Was Berlin und Bogotá von nun an gemeinsam haben

Als erster Berliner Bezirk reagiert Friedrichshain-Kreuzberg auf die neuen Mobilitätsbedürfnisse während der Corona-Krise und folgt damit dem Beispiel von Bogotá, wo in kürzester Zeit über hundert Kilometer temporäre Radwege geschaffen wurden, um allen Einwohner*innen der Stadt eine sichere und ansteckungsfreie Mobilität zu gewährleisten. Damit beweist unser Bezirk, dass es möglich ist, schnell und effektiv zu reagieren, wenn die Situation es erfordert. 

Seit Mittwoch dient eine der drei Autospuren am Halleschen Ufer zwischen Halleschem Tor und Köthener Straße als Radweg. Außerdem wurde die Aufstellfläche vor der Ampel an der Kreuzung Zossener Straße/ Gitschiner Straße deutlich vergrößert. 

Denn es gibt viele Menschen in systemrelevanten Berufen, die kein Auto besitzen. All diesen Menschen muss nicht nur eine ansteckungsfreie, sondern auch eine unfallfreie Fahrt ermöglicht werden.
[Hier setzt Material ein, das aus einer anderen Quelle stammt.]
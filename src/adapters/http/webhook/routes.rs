//! Axum router configuration for webhook endpoints.

use axum::{
    routing::{any, get},
    Router,
};

use super::handlers::{health, receive_webhook, WebhookAppState};

/// Create the webhook router.
///
/// # Routes
/// - `ANY /webhooks/:provider` - Receive a provider webhook (only POST is accepted)
/// - `GET /health` - Liveness probe
///
/// No timeout layer is applied: a synchronizer call must not be cut off
/// mid-flight by the transport.
pub fn webhook_router() -> Router<WebhookAppState> {
    Router::new()
        .route("/webhooks/:provider", any(receive_webhook))
        .route("/health", get(health))
}
//! Application layer - Commands and Handlers.
//!
//! This layer orchestrates domain operations and coordinates between ports.

pub mod handlers;

pub use handlers::{
    ProcessWebhookCommand, ProcessWebhookHandler, ProcessWebhookResult, Synchronizers,
    WebhookRouter,
};
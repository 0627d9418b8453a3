//! Tenant isolation for a shared webhook endpoint.
//!
//! The signature proves *who sent* an event, not *which tenant* it is for.
//! The tenant id embedded in event metadata is untrusted intent and must
//! match the endpoint's configured tenant before any synchronizer runs.

use tracing::{debug, info, warn};

use super::endpoint::EndpointConfig;
use super::event::EventEnvelope;

/// Result of checking an event against the endpoint tenant.
#[derive(Debug, Clone, PartialEq, Eq)]
pub enum TenantDecision {
    /// Event is addressed to this endpoint's tenant.
    Allowed { tenant_id: String },
    /// Event names a different tenant.
    Mismatch { event_tenant_id: String },
    /// Event carries no tenant metadata.
    Missing,
}

impl TenantDecision {
    /// Returns true only when synchronization may proceed.
    pub fn is_allowed(&self) -> bool {
        matches!(self, TenantDecision::Allowed { .. })
    }
}

/// Guards synchronizers against cross-tenant events.
pub struct TenantGuard;

impl TenantGuard {
    /// Compares the event tenant to the endpoint tenant.
    ///
    /// Mismatches are logged at `warn` in production and `debug` in test
    /// mode, where tooling routinely sends events without tenant metadata.
    /// The decision itself is identical in both modes.
    pub fn authorize(envelope: &EventEnvelope, config: &EndpointConfig) -> TenantDecision {
        let expected = config.tenant_id();
        let decision = Self::decide(envelope.tenant_id(), expected);

        match &decision {
            TenantDecision::Allowed { .. } => {}
            TenantDecision::Mismatch { event_tenant_id } => {
                if config.is_test_mode() {
                    debug!(
                        event_id = %envelope.id,
                        event_type = %envelope.event_type,
                        event_tenant_id = %event_tenant_id,
                        endpoint_tenant_id = %expected,
                        "Skipping webhook for another tenant (test mode)"
                    );
                } else {
                    warn!(
                        event_id = %envelope.id,
                        event_type = %envelope.event_type,
                        event_tenant_id = %event_tenant_id,
                        endpoint_tenant_id = %expected,
                        "Webhook tenant mismatch, skipping synchronization"
                    );
                }
            }
            TenantDecision::Missing => {
                if config.is_test_mode() {
                    debug!(
                        event_id = %envelope.id,
                        event_type = %envelope.event_type,
                        endpoint_tenant_id = %expected,
                        "Webhook has no tenant metadata (test mode)"
                    );
                } else {
                    info!(
                        event_id = %envelope.id,
                        event_type = %envelope.event_type,
                        endpoint_tenant_id = %expected,
                        "Webhook has no tenant metadata, skipping synchronization"
                    );
                }
            }
        }

        decision
    }

    /// Pure comparison, separated from logging for property tests.
    pub fn decide(event_tenant_id: Option<&str>, endpoint_tenant_id: &str) -> TenantDecision {
        match event_tenant_id {
            None => TenantDecision::Missing,
            // An unconfigured endpoint tenant never authorizes anything
            Some(_) if endpoint_tenant_id.is_empty() => TenantDecision::Missing,
            Some(tenant) if tenant == endpoint_tenant_id => TenantDecision::Allowed {
                tenant_id: tenant.to_string(),
            },
            Some(tenant) => TenantDecision::Mismatch {
                event_tenant_id: tenant.to_string(),
            },
        }
    }
}

#[cfg(test)]
mod tests {
    use super::*;
    use crate::domain::webhook::event::EventEnvelopeBuilder;
    use proptest::prelude::*;
    use serde_json::json;

    fn envelope_for(tenant: serde_json::Value) -> EventEnvelope {
        EventEnvelopeBuilder::new()
            .object(json!({"id": "pi_1", "metadata": {"tenant_id": tenant}}))
            .build()
    }

    #[test]
    fn matching_tenant_is_allowed() {
        let config = EndpointConfig::new("whsec_x", "tenant_a", false);
        let decision = TenantGuard::authorize(&envelope_for(json!("tenant_a")), &config);
        assert_eq!(
            decision,
            TenantDecision::Allowed {
                tenant_id: "tenant_a".to_string()
            }
        );
    }

    #[test]
    fn other_tenant_is_mismatch_in_production() {
        let config = EndpointConfig::new("whsec_x", "tenant_a", false);
        let decision = TenantGuard::authorize(&envelope_for(json!("tenant_b")), &config);
        assert_eq!(
            decision,
            TenantDecision::Mismatch {
                event_tenant_id: "tenant_b".to_string()
            }
        );
    }

    #[test]
    fn other_tenant_is_mismatch_in_test_mode() {
        let config = EndpointConfig::new("whsec_x", "tenant_a", true);
        let decision = TenantGuard::authorize(&envelope_for(json!("tenant_b")), &config);
        assert!(!decision.is_allowed());
    }

    #[test]
    fn missing_metadata_is_not_allowed() {
        let config = EndpointConfig::new("whsec_x", "tenant_a", true);
        let envelope = EventEnvelopeBuilder::new().object(json!({"id": "pi_1"})).build();
        assert_eq!(TenantGuard::authorize(&envelope, &config), TenantDecision::Missing);
    }

    #[test]
    fn non_string_tenant_is_not_allowed() {
        let config = EndpointConfig::new("whsec_x", "tenant_a", false);
        let decision = TenantGuard::authorize(&envelope_for(json!(["tenant_a"])), &config);
        assert!(!decision.is_allowed());
    }

    #[test]
    fn comparison_is_exact() {
        assert!(!TenantGuard::decide(Some("Tenant_A"), "tenant_a").is_allowed());
        assert!(!TenantGuard::decide(Some("tenant_a "), "tenant_a").is_allowed());
    }

    #[test]
    fn empty_endpoint_tenant_never_allows() {
        assert!(!TenantGuard::decide(Some(""), "").is_allowed());
    }

    proptest! {
        #[test]
        fn differing_tenants_are_never_allowed(event in ".*", endpoint in ".*") {
            prop_assume!(event != endpoint);
            prop_assert!(!TenantGuard::decide(Some(&event), &endpoint).is_allowed());
        }

        #[test]
        fn allowed_tenant_always_equals_endpoint(event in "[a-z_]{0,12}", endpoint in "[a-z_]{0,12}") {
            if let TenantDecision::Allowed { tenant_id } = TenantGuard::decide(Some(&event), &endpoint) {
                prop_assert_eq!(tenant_id, endpoint);
            }
        }
    }
}
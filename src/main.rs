//! Billing webhooks server.

use std::sync::Arc;

use billing_webhooks::adapters::http::{app_router, WebhookAppState};
use billing_webhooks::adapters::{
    InMemoryOrderSynchronizer, InMemorySubscriptionInvoiceSynchronizer,
    InMemorySubscriptionSynchronizer, TracingReporter,
};
use billing_webhooks::application::{ProcessWebhookHandler, Synchronizers};
use billing_webhooks::config::{AppConfig, LogFormat, ServerConfig};
use tracing_subscriber::{layer::SubscriberExt, util::SubscriberInitExt, EnvFilter};

#[tokio::main]
async fn main() -> Result<(), Box<dyn std::error::Error>> {
    let config = AppConfig::load()?;
    init_tracing(&config.server)?;
    config.validate()?;

    let endpoint = Arc::new(config.webhook.endpoint_config());
    let synchronizers = Synchronizers {
        orders: Arc::new(InMemoryOrderSynchronizer::new(endpoint.tenant_id())),
        invoices: Arc::new(InMemorySubscriptionInvoiceSynchronizer::new()),
        subscriptions: Arc::new(InMemorySubscriptionSynchronizer::new()),
    };
    let handler = ProcessWebhookHandler::new(
        config.webhook.provider.as_str(),
        endpoint.clone(),
        synchronizers,
        Arc::new(TracingReporter),
    )
    .with_tolerance(config.webhook.tolerance_secs);

    let app = app_router(WebhookAppState::new([handler]));

    let addr = config.server.socket_addr()?;
    let listener = tokio::net::TcpListener::bind(addr).await?;
    tracing::info!(
        %addr,
        provider = %config.webhook.provider,
        tenant_id = %endpoint.tenant_id(),
        test_mode = endpoint.is_test_mode(),
        "Billing webhooks listening"
    );

    axum::serve(listener, app)
        .with_graceful_shutdown(shutdown_signal())
        .await?;

    Ok(())
}

fn init_tracing(server: &ServerConfig) -> Result<(), Box<dyn std::error::Error>> {
    let env_filter =
        EnvFilter::try_from_default_env().or_else(|_| EnvFilter::try_new(&server.log_level))?;

    match server.log_format {
        LogFormat::Json => tracing_subscriber::registry()
            .with(env_filter)
            .with(tracing_subscriber::fmt::layer().json().with_target(true))
            .try_init()?,
        LogFormat::Pretty => tracing_subscriber::registry()
            .with(env_filter)
            .with(tracing_subscriber::fmt::layer().with_target(true))
            .try_init()?,
    }

    Ok(())
}

async fn shutdown_signal() {
    if let Err(e) = tokio::signal::ctrl_c().await {
        tracing::error!(error = %e, "Failed to listen for shutdown signal");
        std::future::pending::<()>().await;
    }
    tracing::info!("Shutdown signal received, draining in-flight webhooks");
}
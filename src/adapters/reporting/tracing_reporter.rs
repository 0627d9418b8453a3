//! `WebhookReporter` backed by structured tracing events.
//!
//! Every report becomes one event on the `webhook_report` target, so a log
//! pipeline can alert on `processed_with_internal_error` without parsing
//! messages.

use tracing::{debug, error, info, warn};

use crate::domain::webhook::OutcomeClass;
use crate::ports::{WebhookReport, WebhookReporter};

/// Emits each report as a tracing event.
#[derive(Debug, Clone, Copy, Default)]
pub struct TracingReporter;

impl WebhookReporter for TracingReporter {
    fn record(&self, report: &WebhookReport) {
        let event_id = report.event_id.as_deref().unwrap_or_default();
        let event_type = report.event_type.as_deref().unwrap_or_default();
        let resource_id = report.resource_id.as_deref().unwrap_or_default();
        let detail = report.error.as_deref().unwrap_or_default();

        match report.outcome {
            OutcomeClass::ProcessedWithInternalError => error!(
                target: "webhook_report",
                outcome = %report.outcome,
                provider = %report.provider,
                tenant_id = %report.tenant_id,
                event_id,
                event_type,
                resource_id,
                error = detail,
                "webhook report"
            ),
            OutcomeClass::TenantMismatch if report.test_mode => debug!(
                target: "webhook_report",
                outcome = %report.outcome,
                provider = %report.provider,
                tenant_id = %report.tenant_id,
                event_tenant_id = report.event_tenant_id.as_deref().unwrap_or_default(),
                event_id,
                event_type,
                test_mode = true,
                "webhook report"
            ),
            OutcomeClass::AuthRejected | OutcomeClass::TenantMismatch => warn!(
                target: "webhook_report",
                outcome = %report.outcome,
                provider = %report.provider,
                tenant_id = %report.tenant_id,
                event_tenant_id = report.event_tenant_id.as_deref().unwrap_or_default(),
                event_id,
                event_type,
                error = detail,
                "webhook report"
            ),
            _ => info!(
                target: "webhook_report",
                outcome = %report.outcome,
                provider = %report.provider,
                tenant_id = %report.tenant_id,
                event_id,
                event_type,
                resource_id,
                "webhook report"
            ),
        }
    }
}
//! SubscriptionLifecycleSynchronizer port - Keeps local subscription records
//! in step with provider subscription events.

use async_trait::async_trait;

use super::sync_outcome::{SyncError, SyncOutcome};

/// Parameters for a subscription sync, extracted from the event payload.
#[derive(Debug, Clone, PartialEq, Eq)]
pub struct SubscriptionSyncParams {
    /// Provider subscription id (idempotency key together with `event_id`).
    pub provider_subscription_id: String,
    /// Provider event type that triggered the sync.
    pub event_type: String,
    /// Provider event id.
    pub event_id: String,
    /// Tenant that passed the tenant guard.
    pub tenant_id: String,
    /// Subscription status reported by the provider, when present.
    pub status: Option<String>,
    /// Provider customer id, when present.
    pub customer_id: Option<String>,
    /// End of the current billing period (Unix timestamp), when present.
    pub current_period_end: Option<i64>,
    /// Whether the subscription is set to cancel at period end.
    pub cancel_at_period_end: Option<bool>,
}

/// Port for applying subscription lifecycle changes.
///
/// Implementations typically upsert by `provider_subscription_id` and may
/// return `Applied` on every call; returning `AlreadyProcessed` for a
/// replayed event is also valid.
#[async_trait]
pub trait SubscriptionLifecycleSynchronizer: Send + Sync {
    async fn sync_subscription_from_webhook(
        &self,
        params: SubscriptionSyncParams,
    ) -> Result<SyncOutcome<()>, SyncError>;
}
Das bedeutet erstens mehr Platz, sodass Radfahrende den notwendigen Sicherheitsabstand untereinander einhalten können, um eine Infektion zu verhindern. Und zweitens muss der Radverkehr physisch vom motorisierten Verkehr getrennt sein. Letzteres sollte auch außerhalb von Corona selbstverständlich sein, um Verkehrsunfälle zu verhindern. Doch aktuell ist es umso wichtiger, da auch unerfahrenere Menschen, Kinder und Ältere vermehrt Radfahren und besonderen Schutz benötigen. 

Leider erreichten uns kurz nach Errichtung der temporären Radwege bereits zahlreiche Bilder, die zeigen, dass selbst in solch kritischen Zeiten, neue Radwege sofort wieder als Parkfläche missbraucht werden. Das ist völlig inakzeptabel und es muss strenger darauf geachtet werden, dass die neu geschaffene Infrastruktur ihren Zweck auch erfüllt. 

Wir freuen uns dennoch über diese beiden Pilotprojekte und hoffen, dass nun schnellst möglich weitere Maßnahmen umgesetzt werden und auch die anderen Berliner Bezirke diesem Vorbild folgen. Nach einer ebenfalls extrem verkürzten Evaluationsphase, soll das Projekt auf weitere Straßen ausgeweitet werden. Andere Bezirke stehen ebenfalls in den Startlöchern, wie wir hören. 

Umso wichtiger: Seid auch hier solidarisch, lasst den ungeschützten und ungeübten Radfahrenden diesen Raum – und weist gegebenenfalls freundlich darauf hin, dass dies eine neue, polizeilich angeordnete Radspur ist.